TASK BRIEF
Which lines of the entries contain the string "reported"? Copy each of them.
╭─ EXERCISE DATA
//! Test helpers shared across rcstack crates.

pub mod fixtures;
pub mod glob;
pub mod module;

pub use fixtures::{FixtureTree, sample_tree};
pub use glob::{GlobCall, StaticGlobService};
pub use module::StubModuleLoader;
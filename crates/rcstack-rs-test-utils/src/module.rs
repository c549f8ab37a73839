use parking_lot::Mutex;
use rcstack_rs_core::{ConfigError, ModuleLoader};
use serde_json::Value;
use std::collections::HashMap;
use std::path::{Path, PathBuf};
use std::sync::Arc;

/// Module loader serving values from memory and counting evaluations.
#[derive(Debug, Clone, Default)]
pub struct StubModuleLoader {
    values: Arc<Mutex<HashMap<PathBuf, Value>>>,
    evaluations: Arc<Mutex<usize>>,
}

impl StubModuleLoader {
    pub fn new() -> Self {
        Self::default()
    }

    /// Set the value exported by the module at `path`.
    pub fn export(&self, path: impl Into<PathBuf>, value: Value) {
        self.values.lock().insert(path.into(), value);
    }

    pub fn evaluations(&self) -> usize {
        *self.evaluations.lock()
    }
}

impl ModuleLoader for StubModuleLoader {
    fn load_module(&self, path: &Path) -> Result<Value, ConfigError> {
        *self.evaluations.lock() += 1;
        self.values
            .lock()
            .get(path)
            .cloned()
            .ok_or_else(|| ConfigError::Module {
                path: path.display().to_string(),
                message: "no export registered".to_string(),
            })
    }
}
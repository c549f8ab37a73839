//! Config type records, registration settings and matched file handles.

use crate::ConfigError;
use crate::merge::ArrayPolicy;
use crate::loader::ModuleLoader;
use crate::resolver::GlobService;
use serde::{Deserialize, Serialize};
use serde_json::{Map, Value};
use std::fmt;
use std::path::{Path, PathBuf};
use std::sync::Arc;

/// Predicate deciding whether a matched file takes part in a type.
pub type FilterFn = Arc<dyn Fn(&ConfigFile) -> bool + Send + Sync>;

/// Per-type transform whose result replaces the loader output for a file.
pub type TransformFn =
    Arc<dyn Fn(&ConfigFile, &ConfigType) -> Result<Value, ConfigError> + Send + Sync>;

/// Callback invoked with the files resolved for a type.
pub type ResolvedFn = Arc<dyn Fn(&str, &[ConfigFile]) + Send + Sync>;

/// Handle to one matched config file.
#[derive(Debug, Clone, PartialEq)]
pub struct ConfigFile {
    /// Absolute path of the file.
    pub path: PathBuf,
    /// Base directory the file was resolved under.
    pub cwd: PathBuf,
    /// Value produced for this file by the last load (`Null` until loaded).
    pub data: Value,
}

impl ConfigFile {
    /// Create a handle for `path` resolved under `cwd`.
    pub fn new(path: impl Into<PathBuf>, cwd: impl Into<PathBuf>) -> Self {
        Self {
            path: path.into(),
            cwd: cwd.into(),
            data: Value::Null,
        }
    }

    /// Directory containing the file.
    pub fn dirname(&self) -> &Path {
        self.path.parent().unwrap_or_else(|| Path::new(""))
    }

    /// File name including extension, e.g. `.cfgrc.json`.
    pub fn basename(&self) -> String {
        self.path
            .file_name()
            .map(|name| name.to_string_lossy().into_owned())
            .unwrap_or_default()
    }

    /// File name without its extension, e.g. `.cfgrc`.
    pub fn stem(&self) -> String {
        let basename = self.basename();
        let extname = self.extname();
        basename[..basename.len() - extname.len()].to_string()
    }

    /// Extension with its leading dot, or an empty string.
    ///
    /// A leading dot alone does not start an extension, so `.cfgrc` has none.
    pub fn extname(&self) -> String {
        let basename = self.basename();
        match basename.rfind('.') {
            Some(0) | None => String::new(),
            Some(idx) => basename[idx..].to_string(),
        }
    }
}

/// Options controlling where and how a type's patterns are matched.
#[derive(Debug, Clone, Default, PartialEq, Serialize, Deserialize)]
pub struct TypeOptions {
    /// Base directory for the patterns; the process cwd when unset.
    #[serde(default, skip_serializing_if = "Option::is_none")]
    pub cwd: Option<PathBuf>,
    /// Globs excluding otherwise matched files.
    #[serde(default, skip_serializing_if = "Vec::is_empty")]
    pub ignore: Vec<String>,
    /// Free-form options carried through to the glob service.
    #[serde(flatten)]
    pub extra: Map<String, Value>,
}

impl TypeOptions {
    /// Options rooted at `cwd`.
    pub fn in_dir(cwd: impl AsRef<Path>) -> Self {
        Self {
            cwd: Some(cwd.as_ref().to_path_buf()),
            ..Self::default()
        }
    }
}

/// Caller-supplied settings for registering a config type.
#[derive(Clone, Default)]
pub struct TypeSettings {
    /// Glob patterns, matched in order.
    pub patterns: Vec<String>,
    /// Matching options; merged over store-level options.
    pub options: TypeOptions,
    /// Data the type starts from before any file is folded in.
    pub data: Option<Value>,
    /// Optional file filter.
    pub filter: Option<FilterFn>,
    /// Optional per-file transform.
    pub load: Option<TransformFn>,
}

impl TypeSettings {
    /// Settings matching a single pattern.
    pub fn pattern(pattern: impl Into<String>) -> Self {
        Self::patterns([pattern])
    }

    /// Settings matching the given patterns in order.
    pub fn patterns<I, S>(patterns: I) -> Self
    where
        I: IntoIterator<Item = S>,
        S: Into<String>,
    {
        Self {
            patterns: patterns.into_iter().map(Into::into).collect(),
            ..Self::default()
        }
    }

    /// Resolve patterns under `cwd`.
    pub fn cwd(mut self, cwd: impl AsRef<Path>) -> Self {
        self.options.cwd = Some(cwd.as_ref().to_path_buf());
        self
    }

    /// Replace the matching options.
    pub fn options(mut self, options: TypeOptions) -> Self {
        self.options = options;
        self
    }

    /// Seed data for the type.
    pub fn data(mut self, data: Value) -> Self {
        self.data = Some(data);
        self
    }

    /// Keep only files accepted by `filter`.
    pub fn filter<F>(mut self, filter: F) -> Self
    where
        F: Fn(&ConfigFile) -> bool + Send + Sync + 'static,
    {
        self.filter = Some(Arc::new(filter));
        self
    }

    /// Replace each file's loaded value with the output of `load`.
    pub fn load<F>(mut self, load: F) -> Self
    where
        F: Fn(&ConfigFile, &ConfigType) -> Result<Value, ConfigError> + Send + Sync + 'static,
    {
        self.load = Some(Arc::new(load));
        self
    }
}

impl fmt::Debug for TypeSettings {
    fn fmt(&self, f: &mut fmt::Formatter<'_>) -> fmt::Result {
        f.debug_struct("TypeSettings")
            .field("patterns", &self.patterns)
            .field("options", &self.options)
            .field("data", &self.data)
            .field("filter", &self.filter.is_some())
            .field("load", &self.load.is_some())
            .finish()
    }
}

/// Serializable part of a type record, merged layer by layer at registration.
#[derive(Debug, Clone, Default, Serialize, Deserialize)]
pub(crate) struct TypeRecord {
    #[serde(default)]
    pub patterns: Vec<String>,
    #[serde(default)]
    pub options: TypeOptions,
    #[serde(default)]
    pub data: Value,
}

/// A named, independently resolvable source of configuration.
#[derive(Clone)]
pub struct ConfigType {
    /// Unique name within the store.
    pub name: String,
    /// Glob patterns, matched in order.
    pub patterns: Vec<String>,
    /// Matching options.
    pub options: TypeOptions,
    /// Optional file filter.
    pub filter: Option<FilterFn>,
    /// Optional per-file transform.
    pub load: Option<TransformFn>,
    /// Files resolved by the last load.
    pub files: Vec<ConfigFile>,
    /// Data merged from the files of the last load.
    pub data: Value,
    /// Data the type was registered with; every load starts from it.
    pub(crate) seed: Value,
}

impl ConfigType {
    /// Base directory used for resolution, falling back to the process cwd.
    ///
    /// The process cwd is only consulted when the type's cwd is relative or unset.
    pub fn base_dir(&self) -> Result<PathBuf, ConfigError> {
        Ok(match &self.options.cwd {
            Some(dir) if dir.is_absolute() => dir.clone(),
            Some(dir) => std::env::current_dir()?.join(dir),
            None => std::env::current_dir()?,
        })
    }
}

impl fmt::Debug for ConfigType {
    fn fmt(&self, f: &mut fmt::Formatter<'_>) -> fmt::Result {
        f.debug_struct("ConfigType")
            .field("name", &self.name)
            .field("patterns", &self.patterns)
            .field("options", &self.options)
            .field("filter", &self.filter.is_some())
            .field("load", &self.load.is_some())
            .field("files", &self.files)
            .field("data", &self.data)
            .finish()
    }
}

/// Store-level settings applied beneath every registered type.
#[derive(Clone)]
pub struct StoreConfig {
    /// Patterns unioned into every type's patterns.
    pub patterns: Vec<String>,
    /// Options every type's options are merged over.
    pub options: TypeOptions,
    /// Filter used by types that do not set their own.
    pub filter: Option<FilterFn>,
    /// Transform used by types that do not set their own.
    pub load: Option<TransformFn>,
    /// Register the JSON/JSON5/YAML loaders on construction.
    pub builtin_loaders: bool,
    /// Evaluator for executable config modules.
    pub module_loader: Option<Arc<dyn ModuleLoader>>,
    /// Extensions routed to `module_loader`.
    pub module_extensions: Vec<String>,
    /// Array policy used for every merge done by the store.
    pub array_policy: ArrayPolicy,
    /// Glob matching service; the walking globset matcher when unset.
    pub glob_service: Option<Arc<dyn GlobService>>,
    /// Observer notified with each resolved file set.
    pub on_resolved: Option<ResolvedFn>,
}

impl Default for StoreConfig {
    fn default() -> Self {
        Self {
            patterns: Vec::new(),
            options: TypeOptions::default(),
            filter: None,
            load: None,
            builtin_loaders: true,
            module_loader: None,
            module_extensions: [".js", ".cjs", ".mjs"]
                .iter()
                .map(|ext| ext.to_string())
                .collect(),
            array_policy: ArrayPolicy::default(),
            glob_service: None,
            on_resolved: None,
        }
    }
}

impl StoreConfig {
    /// Create a store config with built-in defaults.
    pub fn new() -> Self {
        Self::default()
    }

    /// Resolve every type under `cwd` unless it sets its own.
    pub fn with_cwd(mut self, cwd: impl AsRef<Path>) -> Self {
        self.options.cwd = Some(cwd.as_ref().to_path_buf());
        self
    }

    /// Union `pattern` into every type's patterns.
    pub fn with_pattern(mut self, pattern: impl Into<String>) -> Self {
        self.patterns.push(pattern.into());
        self
    }

    /// Default filter for types without one.
    pub fn with_filter<F>(mut self, filter: F) -> Self
    where
        F: Fn(&ConfigFile) -> bool + Send + Sync + 'static,
    {
        self.filter = Some(Arc::new(filter));
        self
    }

    /// Skip registering the built-in loaders.
    pub fn without_builtin_loaders(mut self) -> Self {
        self.builtin_loaders = false;
        self
    }

    /// Evaluate executable config modules with `loader`.
    pub fn with_module_loader(mut self, loader: Arc<dyn ModuleLoader>) -> Self {
        self.module_loader = Some(loader);
        self
    }

    /// Array policy used for every merge.
    pub fn with_array_policy(mut self, policy: ArrayPolicy) -> Self {
        self.array_policy = policy;
        self
    }

    /// Replace the glob matching service.
    pub fn with_glob_service(mut self, service: Arc<dyn GlobService>) -> Self {
        self.glob_service = Some(service);
        self
    }

    /// Observe each resolved file set.
    pub fn on_resolved<F>(mut self, callback: F) -> Self
    where
        F: Fn(&str, &[ConfigFile]) + Send + Sync + 'static,
    {
        self.on_resolved = Some(Arc::new(callback));
        self
    }
}

impl fmt::Debug for StoreConfig {
    fn fmt(&self, f: &mut fmt::Formatter<'_>) -> fmt::Result {
        f.debug_struct("StoreConfig")
            .field("patterns", &self.patterns)
            .field("options", &self.options)
            .field("builtin_loaders", &self.builtin_loaders)
            .field("module_loader", &self.module_loader.is_some())
            .field("module_extensions", &self.module_extensions)
            .field("array_policy", &self.array_policy)
            .finish_non_exhaustive()
    }
}
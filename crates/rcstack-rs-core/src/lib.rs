//! Multi-source config discovery and deep merging.
//!
//! Config types name a set of glob patterns under a base directory. The store
//! resolves each type's files, parses them with the loader registered for
//! their extension and deep-merges the results, first per type and then across
//! types in the order requested.

mod error;
pub mod loader;
pub mod merge;
pub mod presets;
pub mod resolver;
mod store;
mod types;

/// Public error type returned by resolution, loading and merging.
pub use error::ConfigError;
/// Loader registry and the module-evaluation capability.
pub use loader::{CommandModuleLoader, Loader, LoaderRegistry, ModuleLoader};
/// Deep-merge engine.
pub use merge::{ArrayPolicy, ValueMerger, merge_values};
/// Glob matching seam and its walking implementation.
pub use resolver::{GlobService, WalkGlobService};
/// Store and load results.
pub use store::{ConfigStore, LoadedTypes, TypeSelection};
/// Type records and settings.
pub use types::{
    ConfigFile, ConfigType, FilterFn, ResolvedFn, StoreConfig, TransformFn, TypeOptions,
    TypeSettings,
};
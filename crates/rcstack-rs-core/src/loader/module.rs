//! Executable config modules.
//!
//! Some tools keep config in a script whose exported value is the config.
//! Evaluating such a file is the embedder's business; the store only needs a
//! [`ModuleLoader`] that turns a path into a value. Every call must observe the
//! file as it is on disk at that moment, so implementations keep no cache.

use crate::ConfigError;
use log::debug;
use serde_json::Value;
use std::fmt;
use std::path::Path;
use std::process::{Command, Stdio};

/// Script handed to `node -e` to print a module's export as JSON.
const NODE_EXPORT_SCRIPT: &str = "const p = require('path').resolve(process.argv[1]);\
const m = require(p);\
const v = m && m.__esModule && m.default !== undefined ? m.default : m;\
process.stdout.write(JSON.stringify(v === undefined ? null : v));";

/// Capability for evaluating an executable config module.
pub trait ModuleLoader: Send + Sync {
    /// Evaluate the module at `path` and return its exported value.
    fn load_module(&self, path: &Path) -> Result<Value, ConfigError>;
}

/// Evaluates modules by running an interpreter and reading JSON from stdout.
///
/// The module path is appended as the last argument. A fresh process per call
/// keeps results in step with the file on disk.
#[derive(Clone, PartialEq, Eq)]
pub struct CommandModuleLoader {
    program: String,
    args: Vec<String>,
}

impl CommandModuleLoader {
    /// Run `program` with `args`, then the module path.
    pub fn new<I, S>(program: impl Into<String>, args: I) -> Self
    where
        I: IntoIterator<Item = S>,
        S: Into<String>,
    {
        Self {
            program: program.into(),
            args: args.into_iter().map(Into::into).collect(),
        }
    }

    /// Evaluate CommonJS modules with `node`.
    pub fn node() -> Self {
        Self::new("node", ["-e", NODE_EXPORT_SCRIPT])
    }
}

impl fmt::Debug for CommandModuleLoader {
    fn fmt(&self, f: &mut fmt::Formatter<'_>) -> fmt::Result {
        f.debug_struct("CommandModuleLoader")
            .field("program", &self.program)
            .field("args_len", &self.args.len())
            .finish()
    }
}

impl ModuleLoader for CommandModuleLoader {
    fn load_module(&self, path: &Path) -> Result<Value, ConfigError> {
        debug!(
            "evaluating config module (program={}, path={})",
            self.program,
            path.display()
        );
        let output = Command::new(&self.program)
            .args(&self.args)
            .arg(path)
            .stdin(Stdio::null())
            .stdout(Stdio::piped())
            .stderr(Stdio::piped())
            .output()?;

        if !output.status.success() {
            let stderr = String::from_utf8_lossy(&output.stderr);
            return Err(ConfigError::Module {
                path: path.display().to_string(),
                message: format!("{} ({})", stderr.trim(), output.status),
            });
        }

        let stdout = String::from_utf8_lossy(&output.stdout);
        if stdout.trim().is_empty() {
            return Ok(Value::Null);
        }
        Ok(serde_json::from_str(stdout.trim())?)
    }
}

#[cfg(all(test, unix))]
mod tests {
    use super::*;
    use pretty_assertions::assert_eq;
    use serde_json::json;
    use std::fs;
    use tempfile::TempDir;

    #[test]
    fn command_output_is_parsed_as_json() {
        let temp = TempDir::new().expect("tmp");
        let path = temp.path().join("module.sh");
        fs::write(&path, "echo '{\"from\": \"module\"}'").expect("write");

        let loader = CommandModuleLoader::new("sh", Vec::<String>::new());
        assert_eq!(
            loader.load_module(&path).expect("module"),
            json!({ "from": "module" })
        );
    }

    #[test]
    fn each_call_sees_current_contents() {
        let temp = TempDir::new().expect("tmp");
        let path = temp.path().join("module.sh");
        let loader = CommandModuleLoader::new("sh", Vec::<String>::new());

        fs::write(&path, "echo '{\"n\": 1}'").expect("write");
        assert_eq!(loader.load_module(&path).expect("first"), json!({ "n": 1 }));

        fs::write(&path, "echo '{\"n\": 2}'").expect("rewrite");
        assert_eq!(loader.load_module(&path).expect("second"), json!({ "n": 2 }));
    }

    #[test]
    fn failing_module_reports_path() {
        let temp = TempDir::new().expect("tmp");
        let path = temp.path().join("broken.sh");
        fs::write(&path, "echo boom >&2; exit 3").expect("write");

        let loader = CommandModuleLoader::new("sh", Vec::<String>::new());
        let err = loader.load_module(&path).unwrap_err();
        match err {
            ConfigError::Module { path: reported, message } => {
                assert!(reported.ends_with("broken.sh"));
                assert!(message.contains("boom"));
            }
            other => panic!("unexpected error: {other}"),
        }
    }
}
╰─
RESPONSE AREA
            ConfigError::Module { path: reported, message } => {
                assert!(reported.ends_with("broken.sh"));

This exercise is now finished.